• [Goal of the exercise]:
The listing below is to be reproduced in full, exactly as given.

• [Source data]:
════════

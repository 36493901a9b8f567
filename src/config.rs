//! Configuration loading via `ortho-config`.

use std::time::Duration;

use ortho_config::OrthoConfig;
use serde::Deserialize;
use thiserror::Error;

use crate::poll::PollSpec;

/// Default SSH endpoint of the hosting platform.
pub const DEFAULT_SSH_HOST: &str = "ssh.hosting.siteops.dev";

/// Orchestrator settings derived from environment variables and
/// configuration files.
#[derive(Clone, Debug, Deserialize, OrthoConfig, PartialEq, Eq)]
#[ortho_config(
    prefix = "SITEOPS",
    discovery(
        app_name = "siteops",
        env_var = "SITEOPS_CONFIG_PATH",
        config_file_name = "siteops.toml",
        dotfile_name = ".siteops.toml",
        project_file_name = "siteops.toml"
    )
)]
pub struct OpsConfig {
    /// Gateway URL under which every backend is mounted.
    pub api_base_url: String,
    /// Service-account user for HTTP Basic authentication.
    pub service_user: String,
    /// Service-account password for HTTP Basic authentication.
    pub service_password: String,
    /// Upper bound for a single HTTP request.
    #[ortho_config(default = 30)]
    pub request_timeout_secs: u64,
    /// SSH host of the hosting platform.
    #[ortho_config(default = DEFAULT_SSH_HOST.to_owned())]
    pub ssh_host: String,
    /// SSH port of the hosting platform.
    #[ortho_config(default = 2222)]
    pub ssh_port: u16,
    /// Delay between state checks when no operation-specific delay applies.
    #[ortho_config(default = 10)]
    pub default_poll_delay_secs: u64,
    /// Delay between checks of an in-progress deployment run.
    #[ortho_config(default = 3)]
    pub deployment_poll_delay_secs: u64,
    /// Delay between SSH readiness attempts.
    #[ortho_config(default = 5)]
    pub ssh_poll_delay_secs: u64,
    /// Optional ceiling on state checks; unset polls until done.
    pub poll_max_attempts: Option<u32>,
    /// Optional ceiling on consecutive failed fetches while polling.
    pub poll_max_fetch_failures: Option<u32>,
    /// Optional ceiling on SSH readiness attempts.
    pub ssh_max_attempts: Option<u32>,
}

/// Metadata for a configuration field, used to generate actionable error messages.
struct FieldMetadata {
    description: &'static str,
    env_var: &'static str,
    toml_key: &'static str,
}

impl FieldMetadata {
    const fn new(description: &'static str, env_var: &'static str, toml_key: &'static str) -> Self {
        Self {
            description,
            env_var,
            toml_key,
        }
    }
}

impl OpsConfig {
    fn require_field(value: &str, metadata: &FieldMetadata) -> Result<(), ConfigError> {
        if value.trim().is_empty() {
            return Err(ConfigError::MissingField(format!(
                "missing {}: set {} or add {} to siteops.toml",
                metadata.description, metadata.env_var, metadata.toml_key
            )));
        }
        Ok(())
    }

    /// Loads configuration without attempting to parse CLI arguments. Values
    /// merge defaults, configuration files, and environment variables.
    ///
    /// # Errors
    ///
    /// Returns [`ConfigError::Parse`] when the merge fails.
    pub fn load_without_cli_args() -> Result<Self, ConfigError> {
        Self::load_from_iter([std::ffi::OsString::from("siteops")])
            .map_err(|err| ConfigError::Parse(err.to_string()))
    }

    /// Performs semantic validation on required fields. Error messages include
    /// guidance on how to provide missing values.
    ///
    /// # Errors
    ///
    /// Returns [`ConfigError::MissingField`] when a required field is empty
    /// and [`ConfigError::Invalid`] when a numeric setting or poll ceiling
    /// is zero.
    pub fn validate(&self) -> Result<(), ConfigError> {
        Self::require_field(
            &self.api_base_url,
            &FieldMetadata::new("API base URL", "SITEOPS_API_BASE_URL", "api_base_url"),
        )?;
        Self::require_field(
            &self.service_user,
            &FieldMetadata::new(
                "service-account user",
                "SITEOPS_SERVICE_USER",
                "service_user",
            ),
        )?;
        Self::require_field(
            &self.service_password,
            &FieldMetadata::new(
                "service-account password",
                "SITEOPS_SERVICE_PASSWORD",
                "service_password",
            ),
        )?;
        Self::require_field(
            &self.ssh_host,
            &FieldMetadata::new("SSH host", "SITEOPS_SSH_HOST", "ssh_host"),
        )?;
        if self.request_timeout_secs == 0 {
            return Err(ConfigError::Invalid(String::from(
                "request_timeout_secs must be greater than zero",
            )));
        }
        if self.ssh_port == 0 {
            return Err(ConfigError::Invalid(String::from(
                "ssh_port must be greater than zero",
            )));
        }
        Self::require_positive_ceiling(self.poll_max_attempts, "poll_max_attempts")?;
        Self::require_positive_ceiling(self.poll_max_fetch_failures, "poll_max_fetch_failures")?;
        Self::require_positive_ceiling(self.ssh_max_attempts, "ssh_max_attempts")?;
        Ok(())
    }

    fn require_positive_ceiling(limit: Option<u32>, toml_key: &str) -> Result<(), ConfigError> {
        if limit == Some(0) {
            return Err(ConfigError::Invalid(format!(
                "{toml_key} must be greater than zero; leave it unset for no limit"
            )));
        }
        Ok(())
    }

    /// Timeout applied to every backend request.
    #[must_use]
    pub const fn request_timeout(&self) -> Duration {
        Duration::from_secs(self.request_timeout_secs)
    }

    /// Poll settings for generic state transitions (site provisioning).
    #[must_use]
    pub const fn default_poll(&self) -> PollSpec {
        PollSpec::new(Duration::from_secs(self.default_poll_delay_secs))
            .with_max_attempts(self.poll_max_attempts)
            .with_max_consecutive_failures(self.poll_max_fetch_failures)
    }

    /// Poll settings for in-progress deployment runs.
    #[must_use]
    pub const fn deployment_poll(&self) -> PollSpec {
        PollSpec::new(Duration::from_secs(self.deployment_poll_delay_secs))
            .with_max_attempts(self.poll_max_attempts)
            .with_max_consecutive_failures(self.poll_max_fetch_failures)
    }

    /// Poll settings for SSH readiness.
    #[must_use]
    pub const fn ssh_poll(&self) -> PollSpec {
        PollSpec::new(Duration::from_secs(self.ssh_poll_delay_secs))
            .with_max_attempts(self.ssh_max_attempts)
    }
}

/// Errors raised during configuration loading and validation.
#[derive(Debug, Error, Eq, PartialEq)]
pub enum ConfigError {
    /// Indicates a required configuration field is empty or missing.
    #[error("missing configuration field: {0}")]
    MissingField(String),
    /// Indicates a configuration value is present but unusable.
    #[error("invalid configuration: {0}")]
    Invalid(String),
    /// Surfaces errors from the `ortho-config` loader.
    #[error("configuration parsing failed: {0}")]
    Parse(String),
}

impl From<ortho_config::OrthoError> for ConfigError {
    fn from(value: ortho_config::OrthoError) -> Self {
        Self::Parse(value.to_string())
    }
}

════════

• [Exercise result]:
repository 36493901a9b8f567
filename src/config.rs
//! Configuration loading via `ortho-config`.

use std::time::Duration;

use ortho_config::OrthoConfig;
use serde::Deserialize;
use thiserror::Error;

use crate::poll::PollSpec;

/// Default SSH endpoint of the hosting platform.
pub const DEFAULT_SSH_HOST: &str = "ssh.hosting.siteops.dev";

/// Orchestrator settings derived from environment variables and
/// configuration files.
#[derive(Clone, Debug, Deserialize, OrthoConfig, PartialEq, Eq)]
#[ortho_config(
    prefix = "SITEOPS",
    discovery(
        app_name = "siteops",
        env_var = "SITEOPS_CONFIG_PATH",
        config_file_name = "siteops.toml",
        dotfile_name = ".siteops.toml",
        project_file_name = "siteops.toml"
    )
)]
pub struct OpsConfig {
    /// Gateway URL under which every backend is mounted.
    pub api_base_url: String,
    /// Service-account user for HTTP Basic authentication.
    pub service_user: String,
    /// Service-account password for HTTP Basic authentication.
    pub service_password: String,
    /// Upper bound for a single HTTP request.
    #[ortho_config(default = 30)]
    pub request_timeout_secs: u64,
    /// SSH host of the hosting platform.
    #[ortho_config(default = DEFAULT_SSH_HOST.to_owned())]
    pub ssh_host: String,
    /// SSH port of the hosting platform.
    #[ortho_config(default = 2222)]
    pub ssh_port: u16,
    /// Delay between state checks when no operation-specific delay applies.
    #[ortho_config(default = 10)]
    pub default_poll_delay_secs: u64,
    /// Delay between checks of an in-progress deployment run.
    #[ortho_config(default = 3)]
    pub deployment_poll_delay_secs: u64,
    /// Delay between SSH readiness attempts.
    #[ortho_config(default = 5)]
    pub ssh_poll_delay_secs: u64,
    /// Optional ceiling on state checks; unset polls until done.
    pub poll_max_attempts: Option<u32>,
    /// Optional ceiling on consecutive failed fetches while polling.
    pub poll_max_fetch_failures: Option<u32>,
    /// Optional ceiling on SSH readiness attempts.
    pub ssh_max_attempts: Option<u32>,
}

/// Metadata for a configuration field, used to generate actionable error messages.
struct FieldMetadata {
    description: &'static str,
    env_var: &'static str,
    toml_key: &'static str,
}

impl FieldMetadata {
    const fn new(description: &'static str, env_var: &'static str, toml_key: &'static str) -> Self {
        Self {
            description,
            env_var,
            toml_key,
        }
    }
}

impl OpsConfig {
    fn require_field(value: &str, metadata: &FieldMetadata) -> Result<(), ConfigError> {
        if value.trim().is_empty() {
            return Err(ConfigError::MissingField(format!(
                "missing {}: set {} or add {} to siteops.toml",
                metadata.description, metadata.env_var, metadata.toml_key
            )));
        }
        Ok(())
    }

    /// Loads configuration without attempting to parse CLI arguments. Values
    /// merge defaults, configuration files, and environment variables.
    ///
    /// # Errors
    ///
    /// Returns [`ConfigError::Parse`] when the merge fails.
    pub fn load_without_cli_args() -> Result<Self, ConfigError> {
        Self::load_from_iter([std::ffi::OsString::from("siteops")])
            .map_err(|err| ConfigError::Parse(err.to_string()))
    }

    /// Performs semantic validation on required fields. Error messages include
    /// guidance on how to provide missing values.
    ///
    /// # Errors
    ///
    /// Returns [`ConfigError::MissingField`] when a required field is empty
    /// and [`ConfigError::Invalid`] when a numeric setting or poll ceiling
    /// is zero.
    pub fn validate(&self) -> Result<(), ConfigError> {
        Self::require_field(
            &self.api_base_url,
            &FieldMetadata::new("API base URL", "SITEOPS_API_BASE_URL", "api_base_url"),
        )?;
        Self::require_field(
            &self.service_user,
            &FieldMetadata::new(
                "service-account user",
                "SITEOPS_SERVICE_USER",
                "service_user",
            ),
        )?;
        Self::require_field(
            &self.service_password,
            &FieldMetadata::new(
                "service-account password",
                "SITEOPS_SERVICE_PASSWORD",
                "service_password",
            ),
        )?;
        Self::require_field(
            &self.ssh_host,
            &FieldMetadata::new("SSH host", "SITEOPS_SSH_HOST", "ssh_host"),
        )?;
        if self.request_timeout_secs == 0 {
            return Err(ConfigError::Invalid(String::from(
                "request_timeout_secs must be greater than zero",
            )));
        }
        if self.ssh_port == 0 {
            return Err(ConfigError::Invalid(String::from(
                "ssh_port must be greater than zero",
            )));
        }
        Self::require_positive_ceiling(self.poll_max_attempts, "poll_max_attempts")?;
        Self::require_positive_ceiling(self.poll_max_fetch_failures, "poll_max_fetch_failures")?;
        Self::require_positive_ceiling(self.ssh_max_attempts, "ssh_max_attempts")?;
        Ok(())
    }

    fn require_positive_ceiling(limit: Option<u32>, toml_key: &str) -> Result<(), ConfigError> {
        if limit == Some(0) {
            return Err(ConfigError::Invalid(format!(
                "{toml_key} must be greater than zero; leave it unset for no limit"
            )));
        }
        Ok(())
    }

    /// Timeout applied to every backend request.
    #[must_use]
    pub const fn request_timeout(&self) -> Duration {
        Duration::from_secs(self.request_timeout_secs)
    }

    /// Poll settings for generic state transitions (site provisioning).
    #[must_use]
    pub const fn default_poll(&self) -> PollSpec {
        PollSpec::new(Duration::from_secs(self.default_poll_delay_secs))
            .with_max_attempts(self.poll_max_attempts)
            .with_max_consecutive_failures(self.poll_max_fetch_failures)
    }

    /// Poll settings for in-progress deployment runs.
    #[must_use]
    pub const fn deployment_poll(&self) -> PollSpec {
        PollSpec::new(Duration::from_secs(self.deployment_poll_delay_secs))
            .with_max_attempts(self.poll_max_attempts)
            .with_max_consecutive_failures(self.poll_max_fetch_failures)
    }

    /// Poll settings for SSH readiness.
    #[must_use]
    pub const fn ssh_poll(&self) -> PollSpec {
        PollSpec::new(Duration::from_secs(self.ssh_poll_delay_secs))
            .with_max_attempts(self.ssh_max_attempts)
    }
}

/// Errors raised during configuration loading and validation.
#[derive(Debug, Error, Eq, PartialEq)]
pub enum ConfigError {
    /// Indicates a required configuration field is empty or missing.
    #[error("missing configuration field: {0}")]
    MissingField(String),
    /// Indicates a configuration value is present but unusable.
    #[error("invalid configuration: {0}")]
    Invalid(String),
    /// Surfaces errors from the `ortho-config` loader.
    #[error("configuration parsing failed: {0}")]
    Parse(String),
}

impl From<ortho_config::OrthoError> for ConfigError {
    fn from(value: ortho_config::OrthoError) -> Self {
        Self::Parse(value.to_string())
    }
}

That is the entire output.